The image below shows the 48-mile stretch border between wore torn Afghanistan and China’s genocide-filled Xianjing province. The remote area of Afghanistan, known as the Wakhan Corridor, is renowned for its rough and rugged terrain of high altitudes, snow, and lots of mountains.
Carved out of an 1895 negotiation between the former Russian Empire and Britain, here are a few bullet points for why this region is so strategically important today:
- Wakhan was a key corridor along the Silk Road used to facilitate trade between Rome (and the rest of the West) and China (and other parts of the East). Now, China is eying the area as a natural evolution of its modern attempt at reinvigorating the might of the Silk Road, the One Belt One Road Initiative. (Read More Here)
- Wakhan has been a key exodus route for Uyghurs Muslims looking to flee China’s genocide of their culture and people. Some of those who flee into Afghanistan radicalize and join Islamic terrorist groups in Afghanistan and elsewhere around the world. Some of these fighters and larger terrorist groups are focused on striking back against the Chinese Communist’s Parties genocide of Uyghur Muslims in Xianjing. (Read More Here)
For the above and many other reasons, it’s clear that China has an interest in what happens next in Afghanistan.
Recapping Rare Earth Elements
Let’s recap the key points about rare earth elements:
- Rare earth elements (REE’s) are a group of 17 elements with unique magnetic, optical, and electronic properties. Used to produce magnets in computer hard drives, electric motors, speakers, high-speed trains, and many other modern technological marvels, these elements run the high-tech world.
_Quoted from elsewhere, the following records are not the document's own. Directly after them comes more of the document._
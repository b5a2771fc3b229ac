//! Inbound webhook handler.
//!
//! `POST /api/v1/webhooks/{webhook_id}` resolves the single active workflow
//! listening on that id, starts it in the background with the request body
//! as trigger data, and acknowledges immediately.

use std::time::Instant;

use axum::body::Bytes;
use axum::extract::{Path, State};
use axum::Json;
use serde_json::Value;
use uuid::Uuid;

use autoflow_core::workflow::trigger::WebhookAck;

use crate::http::error::AppError;
use crate::http::response::ApiResponse;
use crate::state::AppState;

/// Interpret a webhook body. Empty or non-JSON bodies carry no trigger data.
pub fn webhook_payload(body: &[u8]) -> Option<Value> {
    if body.iter().all(u8::is_ascii_whitespace) {
        return None;
    }
    serde_json::from_slice(body).ok()
}

/// POST /api/v1/webhooks/{webhook_id}
pub async fn receive_webhook(
    State(state): State<AppState>,
    Path(webhook_id): Path<String>,
    body: Bytes,
) -> Result<Json<ApiResponse<WebhookAck>>, AppError> {
    let start = Instant::now();
    let request_id = Uuid::now_v7().to_string();

    let payload = webhook_payload(&body);
    let dispatched = state.dispatcher.dispatch(&webhook_id, payload).await?;

    let workflow_id = dispatched.ack.workflow_id;
    tokio::spawn(async move {
        match dispatched.run.await {
            Ok(Ok(record)) => tracing::info!(
                workflow_id = %workflow_id,
                execution_id = record.id,
                status = %record.status,
                "webhook-triggered execution finished"
            ),
            Ok(Err(e)) => tracing::error!(
                workflow_id = %workflow_id,
                error = %e,
                "webhook-triggered execution could not be recorded"
            ),
            Err(e) => tracing::error!(
                workflow_id = %workflow_id,
                error = %e,
                "webhook-triggered execution panicked"
            ),
        }
    });

    let elapsed = start.elapsed().as_millis() as u64;
    Ok(Json(
        ApiResponse::success(dispatched.ack, request_id, elapsed)
            .with_link("executions", &format!("/api/v1/workflows/{workflow_id}/executions"))
            .with_link("workflow", &format!("/api/v1/workflows/{workflow_id}")),
    ))
}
- Geopolitically, China controls most (>80%) of the world’s production of REE products. Even though there’s a medium-sized mine in Australia and a few small mines scattered in other countries, nearly all of the raw minerals from those non-Chinese mines are sent to China for processing into metals, magnets, and other products. (Read More Here, Page 132)
- China has a history and stated strategy of using its singular control of the rare earth stuff chain to threaten and coerce adversaries. Circa 1970 as China began to let some of the outside worlds in, Deng Xiaoping stated China’s REE strategy clearly: “the Middle East has oil, China has rare earths.” Not so long ago, in 2010, China strangled Japan’s access to REE’s to escalate a maritime incident between the two nations. (Read More Here)
- ***At the time of writing this newsletter (August 2021), my assessment is that the United States economy could not operate if China cut off supplies of REE minerals, metals, and products. Software companies would quickly run out of cloud computing resources. Hardware companies would be at production standstills. Small businesses in all sectors including tourism, retail, and services would stall out as the SaaS companies that they rely on for their business systems suffocate from the absence of scalable cloud server hardware.***
- Elon Musk said on Joe Rogan a few months ago that “if you don’t make stuff, there is no stuff.”… More so, our current understanding of physics tells us that we can’t go willy nilly alchemically morphing elements: an atom of carbon is an atom carbon and an atom of neodymium (the most well-known REE) is an atom of neodymium. The only way we can make more neodymium is to mine it or recycle it.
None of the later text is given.